Il primo movimento consiste nella consapevolezza di essere chiamati direttamente da Gesù a vivere una esperienza di profonda intimità con Lui; non ci sono ‘autocandidature’ né l’eventuale assunzione di uno stile ‘fai da te”. A chiamare è sempre Gesù. L’iniziativa, sovranamente libera, è sua.
Il secondo movimento, invece, indica la modalità con la quale dev’essere portata avanti la missione: “a due a due”, cioè nell’unità, come espressione di una comunione fraterna, costantemente preceduta dalla comunione personale con Gesù.
Questi due movimenti quello del “chiamare a sé” da parte di Gesù e dell’inviare “a due a due” mi fa venire in mente quello che avviene di continuo nell’organismo umano attraverso l’esperienza della respirazione.

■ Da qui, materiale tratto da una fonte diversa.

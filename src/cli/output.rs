//! Output formatting utilities

use serde::Serialize;

use crate::error::{SavesnapError, SavesnapResult};

/// Output format for command results on stdout
#[derive(Debug, Clone, Copy, PartialEq, Eq, Default, clap::ValueEnum)]
pub enum OutputFormat {
    /// Human-readable text
    #[default]
    Text,
    /// JSON format
    Json,
    /// YAML format
    Yaml,
}

/// Render a serializable value as JSON or YAML
///
/// Returns `None` for `Text`; callers print their own text rendering.
pub fn render<T: Serialize>(data: &T, format: OutputFormat) -> SavesnapResult<Option<String>> {
    match format {
        OutputFormat::Text => Ok(None),
        OutputFormat::Json => Ok(Some(serde_json::to_string_pretty(data)?)),
        OutputFormat::Yaml => serde_yaml::to_string(data)
            .map(Some)
            .map_err(|e| SavesnapError::Serialization(e.to_string())),
    }
}

/// Print `data` in `format`, using `text` for the human-readable form
pub fn print_output<T: Serialize>(
    data: &T,
    format: OutputFormat,
    text: impl FnOnce() -> String,
) -> SavesnapResult<()> {
    match render(data, format)? {
        Some(rendered) => println!("{}", rendered.trim_end()),
        None => print!("{}", text()),
    }
    Ok(())
}

#[cfg(test)]
mod tests {
    use super::*;

    #[derive(Serialize)]
    struct Sample {
        name: &'static str,
        count: u32,
    }

    #[test]
    fn test_render_formats() {
        let sample = Sample {
            name: "snap",
            count: 2,
        };

        assert_eq!(render(&sample, OutputFormat::Text).unwrap(), None);

        let json = render(&sample, OutputFormat::Json).unwrap().unwrap();
        assert!(json.contains("\"name\": \"snap\""));

        let yaml = render(&sample, OutputFormat::Yaml).unwrap().unwrap();
        assert!(yaml.contains("count: 2"));
    }
}
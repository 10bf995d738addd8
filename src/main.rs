use std::process::ExitCode;

use clap::{ArgAction, Parser, Subcommand};
use tracing::warn;
use tracing_subscriber::{fmt, prelude::*, EnvFilter};

use savesnap::cancel::CancellationToken;
use savesnap::cli::{
    handle_config_command, handle_list_command, handle_prune_command, handle_run_command, ListArgs,
    PruneArgs, RunArgs, ShowConfigArgs,
};
use savesnap::SavesnapError;

#[derive(Parser)]
#[command(
    name = "savesnap",
    author = "Kaylee Beyene",
    version,
    about = "Rolling snapshot backups for game save directories",
    long_about = "savesnap copies a local save directory into a new timestamped \
                  snapshot under a backup root (a local path or any rclone remote), \
                  then deletes the oldest snapshots beyond the retention cap."
)]
struct Cli {
    /// More log output (-v debug, -vv trace)
    #[arg(short, long, action = ArgAction::Count, global = true)]
    verbose: u8,

    /// Only log errors
    #[arg(short, long, global = true)]
    quiet: bool,

    #[command(subcommand)]
    command: Commands,
}

#[derive(Subcommand)]
enum Commands {
    /// Take a snapshot, then apply retention
    Run(RunArgs),

    /// List the snapshots under the backup root
    #[command(alias = "ls")]
    List(ListArgs),

    /// Delete snapshots beyond the retention cap
    Prune(PruneArgs),

    /// Show the resolved configuration
    Config(ShowConfigArgs),
}

/// Initialize tracing with appropriate verbosity
fn init_tracing(verbose: u8, quiet: bool) {
    let filter = if quiet {
        EnvFilter::new("error")
    } else {
        match verbose {
            0 => EnvFilter::new("info"),
            1 => EnvFilter::new("debug"),
            _ => EnvFilter::new("trace"),
        }
    };

    tracing_subscriber::registry()
        .with(fmt::layer().with_target(false).with_writer(std::io::stderr))
        .with(filter)
        .init();
}

fn main() -> ExitCode {
    let cli = Cli::parse();

    init_tracing(cli.verbose, cli.quiet);

    // Ctrl-C and SIGTERM stop the run at the next checkpoint
    let cancel = CancellationToken::new();
    let on_signal = cancel.clone();
    if let Err(e) = ctrlc::set_handler(move || {
        warn!("Interrupted, stopping");
        on_signal.cancel();
    }) {
        warn!("Could not install the interrupt handler: {}", e);
    }

    let result = match &cli.command {
        Commands::Run(args) => handle_run_command(args, &cancel),
        Commands::List(args) => handle_list_command(args, &cancel),
        Commands::Prune(args) => handle_prune_command(args, &cancel),
        Commands::Config(args) => handle_config_command(args),
    };

    match result {
        Ok(code) => ExitCode::from(code),
        Err(err) => {
            eprintln!("Error: {:#}", err);
            let code = err
                .downcast_ref::<SavesnapError>()
                .map(SavesnapError::exit_code)
                .unwrap_or(1);
            ExitCode::from(code)
        }
    }
}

Finché respiriamo rimaniamo in vita; nel momento in cui non respiriamo più è segno che siamo già morti. Allo stesso modo si può dire che fino a quando ci si lascia chiamare da Gesù e si sta con lui per essere, poi, inviati da lui, la nostra esperienza ecclesiale è una esperienza di vita e che diffonde vita; quando, invece, non si è più disposti a stare “con Gesù” e non ci si lascia “inviare” da lui sopraggiungerà inesorabilmente l’esperienza della morte spirituale.L’intimità con Gesù precede sempre l’esperienza della missione.

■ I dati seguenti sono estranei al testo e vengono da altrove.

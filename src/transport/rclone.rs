//! rclone transport
//!
//! Drives the `rclone` binary for any remote it knows about (object storage,
//! SFTP, cloud drives). rclone already skips files that are identical at the
//! destination, which gives `copy` its resume-on-rerun behaviour. Every
//! invocation, including a `purge` during pruning, is killed when the run is
//! cancelled.

use std::io::Read;
use std::path::{Path, PathBuf};
use std::process::{Child, Command, ExitStatus, Stdio};
use std::thread;
use std::time::Duration;

use tracing::debug;

use super::{CopyOptions, CopyStats, Transport};
use crate::cancel::CancellationToken;
use crate::error::TransportError;
use crate::snapshot::RemotePath;

/// How often a running rclone process is checked for exit or cancellation
const POLL_INTERVAL: Duration = Duration::from_millis(100);

/// Transport that shells out to rclone
#[derive(Debug, Clone)]
pub struct RcloneTransport {
    binary: PathBuf,
    extra_args: Vec<String>,
}

/// Captured result of one rclone invocation
#[derive(Debug)]
struct Invocation {
    status: ExitStatus,
    stdout: String,
    stderr: String,
}

impl RcloneTransport {
    /// Create a transport that runs `binary` with `extra_args` appended to every call
    pub fn new(binary: impl Into<PathBuf>, extra_args: Vec<String>) -> Self {
        Self {
            binary: binary.into(),
            extra_args,
        }
    }

    /// Arguments for `rclone copy`
    fn copy_args(&self, source: &Path, dest: &RemotePath, opts: &CopyOptions) -> Vec<String> {
        let mut args = vec![
            "copy".to_string(),
            source.to_string_lossy().into_owned(),
            dest.to_string(),
            "--transfers".to_string(),
            opts.concurrency.max(1).to_string(),
        ];

        if opts.preserve_empty_dirs {
            args.push("--create-empty-src-dirs".to_string());
        }
        if opts.follow_links {
            args.push("--copy-links".to_string());
        }
        if opts.integrity_check {
            args.push("--checksum".to_string());
        }

        args.extend(self.extra_args.iter().cloned());
        args
    }

    fn list_args(&self, dir: &RemotePath) -> Vec<String> {
        let mut args = vec!["lsf".to_string(), "--dirs-only".to_string(), dir.to_string()];
        args.extend(self.extra_args.iter().cloned());
        args
    }

    fn delete_args(&self, path: &RemotePath) -> Vec<String> {
        let mut args = vec!["purge".to_string(), path.to_string()];
        args.extend(self.extra_args.iter().cloned());
        args
    }

    /// Run rclone to completion, killing it if `cancel` is raised
    fn invoke(
        &self,
        args: &[String],
        cancel: &CancellationToken,
    ) -> Result<Invocation, TransportError> {
        cancel.check()?;
        debug!("Running: {} {}", self.binary.display(), args.join(" "));

        let mut child = Command::new(&self.binary)
            .args(args)
            .stdin(Stdio::null())
            .stdout(Stdio::piped())
            .stderr(Stdio::piped())
            .spawn()
            .map_err(|e| {
                TransportError::Unknown(format!(
                    "failed to start {}: {}",
                    self.binary.display(),
                    e
                ))
            })?;

        // Drain both pipes on their own threads so a chatty rclone can't block
        let stdout = drain(child.stdout.take());
        let stderr = drain(child.stderr.take());

        let status = wait_or_cancel(&mut child, cancel);

        let stdout = stdout.join().unwrap_or_default();
        let stderr = stderr.join().unwrap_or_default();

        Ok(Invocation {
            status: status?,
            stdout,
            stderr,
        })
    }

    fn run(&self, args: &[String], cancel: &CancellationToken) -> Result<String, TransportError> {
        let invocation = self.invoke(args, cancel)?;

        if invocation.status.success() {
            Ok(invocation.stdout)
        } else {
            Err(classify_failure(invocation.status.code(), &invocation.stderr))
        }
    }
}

impl Default for RcloneTransport {
    fn default() -> Self {
        Self::new("rclone", Vec::new())
    }
}

impl Transport for RcloneTransport {
    fn copy(
        &self,
        source: &Path,
        dest: &RemotePath,
        opts: &CopyOptions,
        cancel: &CancellationToken,
    ) -> Result<Option<CopyStats>, TransportError> {
        cancel.check()?;

        if !source.is_dir() {
            return Err(TransportError::NotFound(format!(
                "source directory {}",
                source.display()
            )));
        }

        self.run(&self.copy_args(source, dest, opts), cancel)?;

        // rclone reports transfer counts only in its human-oriented log output
        Ok(None)
    }

    fn list(
        &self,
        dir: &RemotePath,
        cancel: &CancellationToken,
    ) -> Result<Vec<String>, TransportError> {
        let output = self.run(&self.list_args(dir), cancel)?;
        Ok(parse_lsf(&output))
    }

    fn delete(&self, path: &RemotePath, cancel: &CancellationToken) -> Result<(), TransportError> {
        self.run(&self.delete_args(path), cancel)?;
        Ok(())
    }

    fn name(&self) -> &'static str {
        "rclone"
    }
}

fn drain<R: Read + Send + 'static>(pipe: Option<R>) -> thread::JoinHandle<String> {
    thread::spawn(move || {
        let mut buf = String::new();
        if let Some(mut pipe) = pipe {
            let _ = pipe.read_to_string(&mut buf);
        }
        buf
    })
}

fn wait_or_cancel(child: &mut Child, cancel: &CancellationToken) -> Result<ExitStatus, TransportError> {
    loop {
        match child.try_wait() {
            Ok(Some(status)) => return Ok(status),
            Ok(None) => {}
            Err(e) => {
                let _ = child.kill();
                return Err(e.into());
            }
        }

        if cancel.is_cancelled() {
            debug!("Cancellation requested, stopping rclone (pid {})", child.id());
            let _ = child.kill();
            let _ = child.wait();
            return Err(TransportError::Cancelled);
        }

        thread::sleep(POLL_INTERVAL);
    }
}

/// Entry names from `rclone lsf --dirs-only` output
fn parse_lsf(output: &str) -> Vec<String> {
    output
        .lines()
        .map(|line| line.trim_end_matches('/'))
        .filter(|name| !name.is_empty())
        .map(str::to_string)
        .collect()
}

/// Map an rclone exit code and its stderr to a transport error
///
/// Exit codes follow rclone's documented list: 3 directory not found,
/// 4 file not found, 5 temporary error.
fn classify_failure(code: Option<i32>, stderr: &str) -> TransportError {
    let detail = stderr
        .lines()
        .rev()
        .map(str::trim)
        .find(|line| !line.is_empty())
        .unwrap_or("rclone exited without output")
        .to_string();

    let lowered = stderr.to_lowercase();
    if lowered.contains("permission denied")
        || lowered.contains("access denied")
        || lowered.contains("accessdenied")
        || lowered.contains("403 forbidden")
    {
        return TransportError::PermissionDenied(detail);
    }

    match code {
        Some(3) | Some(4) => TransportError::NotFound(detail),
        Some(5) => TransportError::Unreachable(detail),
        Some(code) => TransportError::Unknown(format!("rclone exited with {}: {}", code, detail)),
        None => TransportError::Unknown(format!("rclone terminated by signal: {}", detail)),
    }
}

Lo stesso evangelista Marco questa esigenza l’aveva espressa con chiarezza al momento del racconto dell’elezione dei dodici al cap. 3: “Ne costituì Dodici che stessero con lui e anche per mandarli a predicare”(v.14).Stare con Gesù non è un “optional” per un discepolo.
E’ fondamentale quanto il respiro per una persona che vuole continuare a vivere.
Ma nello stesso tempo l’esperienza di “rimanere” con Gesù, se è autentica, non è altro che il trampolino di lancio per andare verso gli altri.
In un libro di Mons. Franco Giulio Brambilla, vescovo di Novara, che sto leggendo in questi giorni l’autore scrive: “La chiesa c’è per dire e donare Cristo al mondo e portare il mondo a Cristo”.
E’ proprio vero: come cristiani ci siamo “per dire e donare Cristo”.
Ma per poterlo “dire” e “donare” al mondo è indispensabile lasciarsi chiamare e inviare da Lui.
In piena obbedienza e docilità alle sue indicazioni che ci richiamano sempre allo stile della sobrietà e al gusto dell’essenziale.